Here’s the thing: I really do see the value in letting Lion know how I feel. The problem is that I’m working against mumbly-two years of not letting people know how I feel. And another problem is that I’m never entirely sure if I’m overreacting.

Let’s deal with the second one first. Work has been very stressful lately. New coworkers, a new office, people are on vacation, people are stupid. Ok, maybe not stupid, but they’re not paying attention very closely and making stupid mistakes. My boss and I get hit with the brunt of those mistakes. One person’s oopsy may not be so hard to handle, but when fifteen people each have an oopsy (and they rarely have just one) it adds up quickly. So when Lion asked for something “right now” the other day, it came on the heals of ten oopsies and rubbed me the wrong way. Ordinarily I probably would have said, “Oopsy. I didn’t see your email in time to respond quicker” and things would have gone on as normal. Instead, I said the equivalent of “what kind of sh*t is right now?” because I was already at the end of my rope. In hindsight, Lion had no way of knowing how my day was going. I guess he can always assume that the stupid people are out in force, but some days I handle it better than others.

Not letting people know how I feel is probably a bigger problem. Some people don’t have an issue with getting what they want when they want it. They’ve learned to be assertive. I, on the other hand, will take the small piece, the burnt toast, the leftover whatever, and I’ll be glad I got that much. I guess that’s a result of being raised by depression-era parents and being an introvert. Sticking my neck out is a good way to get your head taken off.

I am trying though. When I really want Lion to have the bigger piece, I’ve been trying to tell him to take it. When I want him to watch whatever he wants on TV, I’ve been trying to tell him. He’s been having trouble understanding that I’m giving him the bigger piece or letting him choose the TV shows because that’s what I want and not because I don’t want confrontation. So much so that I wind up saying, “YOU TAKE THE BIGGER PIECE BECAUSE I SAID SO.” And then, of course, I feel bad because I raised my voice to him. Baby steps.

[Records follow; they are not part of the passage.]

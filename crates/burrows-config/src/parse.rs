//! Configuration file parsing.
//!
//! Parses individual `.burrows.toml` files into `RawConfig` structures whose
//! fields stay optional until merging.

use std::{fs, path::Path};

use serde::Deserialize;
use serde_with::{OneOrMany, serde_as};
#[cfg(test)]
use toml::de::Error as TomlError;

use crate::ConfigError;

/// Raw configuration as parsed directly from a TOML file.
///
/// All fields are optional to support partial configs that will be merged.
#[derive(Debug, Clone, Default, Deserialize)]
#[serde(default)]
pub struct RawConfig {
    /// When true, stop discovery here and ignore parent and global configs.
    pub root: Option<bool>,
    /// Tokenization and vocabulary section.
    pub model: Option<RawModelSettings>,
    /// Training section.
    pub training: Option<RawTrainingSettings>,
    /// Open-set classification section.
    pub open_set: Option<RawOpenSetSettings>,
    /// Corpus layout section.
    pub corpus: Option<RawCorpusSettings>,
}

/// Raw `[model]` settings.
#[derive(Debug, Clone, Default, Deserialize)]
#[serde(default)]
pub struct RawModelSettings {
    /// Tokenizer name.
    pub tokenizer: Option<String>,
    /// Whether only tokens containing a letter are ranked.
    pub real_words: Option<bool>,
}

/// Raw `[training]` settings.
#[serde_as]
#[derive(Debug, Clone, Default, Deserialize)]
#[serde(default)]
pub struct RawTrainingSettings {
    /// Candidate vocabulary sizes. Accepts a single number or an array.
    #[serde_as(as = "Option<OneOrMany<_>>")]
    pub candidate_sizes: Option<Vec<usize>>,
}

/// Raw `[open_set]` settings.
#[serde_as]
#[derive(Debug, Clone, Default, Deserialize)]
#[serde(default)]
pub struct RawOpenSetSettings {
    /// Rejection thresholds. Accepts a single number or an array.
    #[serde_as(as = "Option<OneOrMany<_>>")]
    pub thresholds: Option<Vec<f64>>,
}

/// Raw `[corpus]` settings.
#[derive(Debug, Clone, Default, Deserialize)]
#[serde(default)]
pub struct RawCorpusSettings {
    /// Name of the corpus description file.
    pub meta_file: Option<String>,
    /// Name of the answer file.
    pub output_file: Option<String>,
}

/// Parses a configuration file from disk.
pub fn parse_config_file(path: &Path) -> Result<RawConfig, ConfigError> {
    let contents = fs::read_to_string(path).map_err(|source| ConfigError::ReadFile {
        path: path.to_path_buf(),
        source,
    })?;

    parse_config_str(&contents, path)
}

/// Parses configuration from a TOML string.
///
/// The `path` parameter is used for error reporting.
pub fn parse_config_str(contents: &str, path: &Path) -> Result<RawConfig, ConfigError> {
    toml::from_str(contents).map_err(|source| ConfigError::ParseToml {
        path: path.to_path_buf(),
        source,
    })
}

/// Parses configuration from a TOML string without path context.
#[cfg(test)]
pub fn parse_config(contents: &str) -> Result<RawConfig, TomlError> {
    toml::from_str(contents)
}

/// Checks if a config file has `root = true` set.
///
/// Returns false if the file cannot be read or parsed.
pub fn is_root_config(path: &Path) -> bool {
    let Ok(contents) = fs::read_to_string(path) else {
        return false;
    };
    let Ok(config) = toml::from_str::<RawConfig>(&contents) else {
        return false;
    };
    config.root == Some(true)
}
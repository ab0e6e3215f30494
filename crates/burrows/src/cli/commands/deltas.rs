//! Implementation of `burrows deltas`.

use std::process::ExitCode;

use burrows_model::{Classifier, Deltas, open_set_decision};

use super::shared::{classifier_for, prepare, report};
use crate::cli::{
    args::DeltasCommand,
    context::CommandContext,
    output::{format_score, subheader},
};

/// Prints every author's delta for every unknown text and candidate size.
pub fn run(ctx: &CommandContext, cmd: &DeltasCommand) -> ExitCode {
    let (settings, mut prepared) = match prepare(ctx, &cmd.corpus, &cmd.model) {
        Ok(v) => v,
        Err(code) => return code,
    };

    let mut classifiers: Vec<(usize, Classifier)> = Vec::with_capacity(settings.sizes.len());
    for &size in &settings.sizes {
        match classifier_for(&mut prepared, &settings, size) {
            Ok(c) => classifiers.push((size, c)),
            Err(code) => return code,
        }
    }

    let thresholds = if cmd.thresholds.is_empty() {
        &ctx.config.open_set.thresholds
    } else {
        &cmd.thresholds
    };

    if !cmd.csv {
        println!("real_words: {}", settings.real_words);
    }
    for text in &prepared.unknowns {
        let mut per_size = Vec::with_capacity(classifiers.len());
        for (size, classifier) in &classifiers {
            match classifier.deltas(text) {
                Ok(d) => per_size.push((*size, d)),
                Err(e) => return report(&e),
            }
        }
        if cmd.csv {
            print!("{}", csv_block(&per_size));
        } else {
            println!();
            println!("{}", subheader(&format!("Deltas for {}", text.id())));
            for (size, deltas) in &per_size {
                print!("{}", report_block(*size, deltas, cmd.sort, thresholds));
            }
        }
    }
    ExitCode::SUCCESS
}

/// One size's deltas and open-set decisions for one text.
fn report_block(size: usize, deltas: &Deltas, sort: bool, thresholds: &[f64]) -> String {
    let mut out = format!("\nconsidered_words: {size}\n");
    let entries: Vec<_> = if sort {
        deltas.sorted()
    } else {
        deltas.entries.iter().collect()
    };
    for entry in entries {
        out.push_str(&format!("{}: {}\n", entry.author, format_score(entry.delta)));
    }
    for &t in thresholds {
        let decision = open_set_decision(deltas, t);
        out.push_str(&format!(
            "Threshold {t}: {}\n",
            decision.author().unwrap_or("None")
        ));
    }
    out
}

/// A CSV table for one text: a header row of sizes, then a row per author.
fn csv_block(per_size: &[(usize, Deltas)]) -> String {
    let mut out = String::from("author");
    for (size, _) in per_size {
        out.push_str(&format!(",{size}"));
    }
    out.push('\n');

    let Some((_, first)) = per_size.first() else {
        return out;
    };
    for entry in &first.entries {
        out.push_str(&entry.author);
        for (_, deltas) in per_size {
            let value = deltas.get(&entry.author).unwrap_or(f64::NAN);
            out.push_str(&format!(",{value}"));
        }
        out.push('\n');
    }
    out
}

#[cfg(test)]
mod tests {
    use super::*;

    fn deltas(values: &[(&str, f64)]) -> Deltas {
        let mut d = Deltas::new("unknown00001.txt");
        for (author, delta) in values {
            d.push(*author, *delta);
        }
        d
    }

    #[test]
    fn report_lists_authors_in_corpus_order() {
        let out = report_block(150, &deltas(&[("B", 2.0), ("A", 1.0)]), false, &[]);
        assert_eq!(out, "\nconsidered_words: 150\nB: 2.0000\nA: 1.0000\n");
    }

    #[test]
    fn report_sorts_ascending() {
        let out = report_block(150, &deltas(&[("B", 2.0), ("A", 1.0)]), true, &[]);
        assert!(out.find("A:").unwrap() < out.find("B:").unwrap());
    }

    #[test]
    fn report_decisions_per_threshold() {
        let out = report_block(
            0,
            &deltas(&[("A", 1.0), ("B", 1.1)]),
            false,
            &[1.05, 1.2],
        );
        assert!(out.contains("Threshold 1.05: A\n"));
        assert!(out.contains("Threshold 1.2: None\n"));
    }

    #[test]
    fn csv_has_a_column_per_size() {
        let out = csv_block(&[
            (100, deltas(&[("A", 1.5), ("B", 2.0)])),
            (200, deltas(&[("A", 1.25), ("B", 3.0)])),
        ]);
        assert_eq!(out, "author,100,200\nA,1.5,1.25\nB,2,3\n");
    }
}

We’re in the midst of an evolutionary step in our disciplinary relationship. Mrs. Lion is holding me accountable for less tangible issues that bother her. Until now, my rules are very concrete and behavioral. She always eats first and I am not to spill food on my shirt are the prime examples of this. The new rules are much more subjective: I am not to act like a know-it-all is the first of these. I’m not to interrupt her. I must respect her time. I wrote about that one yesterday in my post. The changes are not limited to punishable offenses. She is also being more assertive in terms of having us do what she wants rather than going along with my preferences.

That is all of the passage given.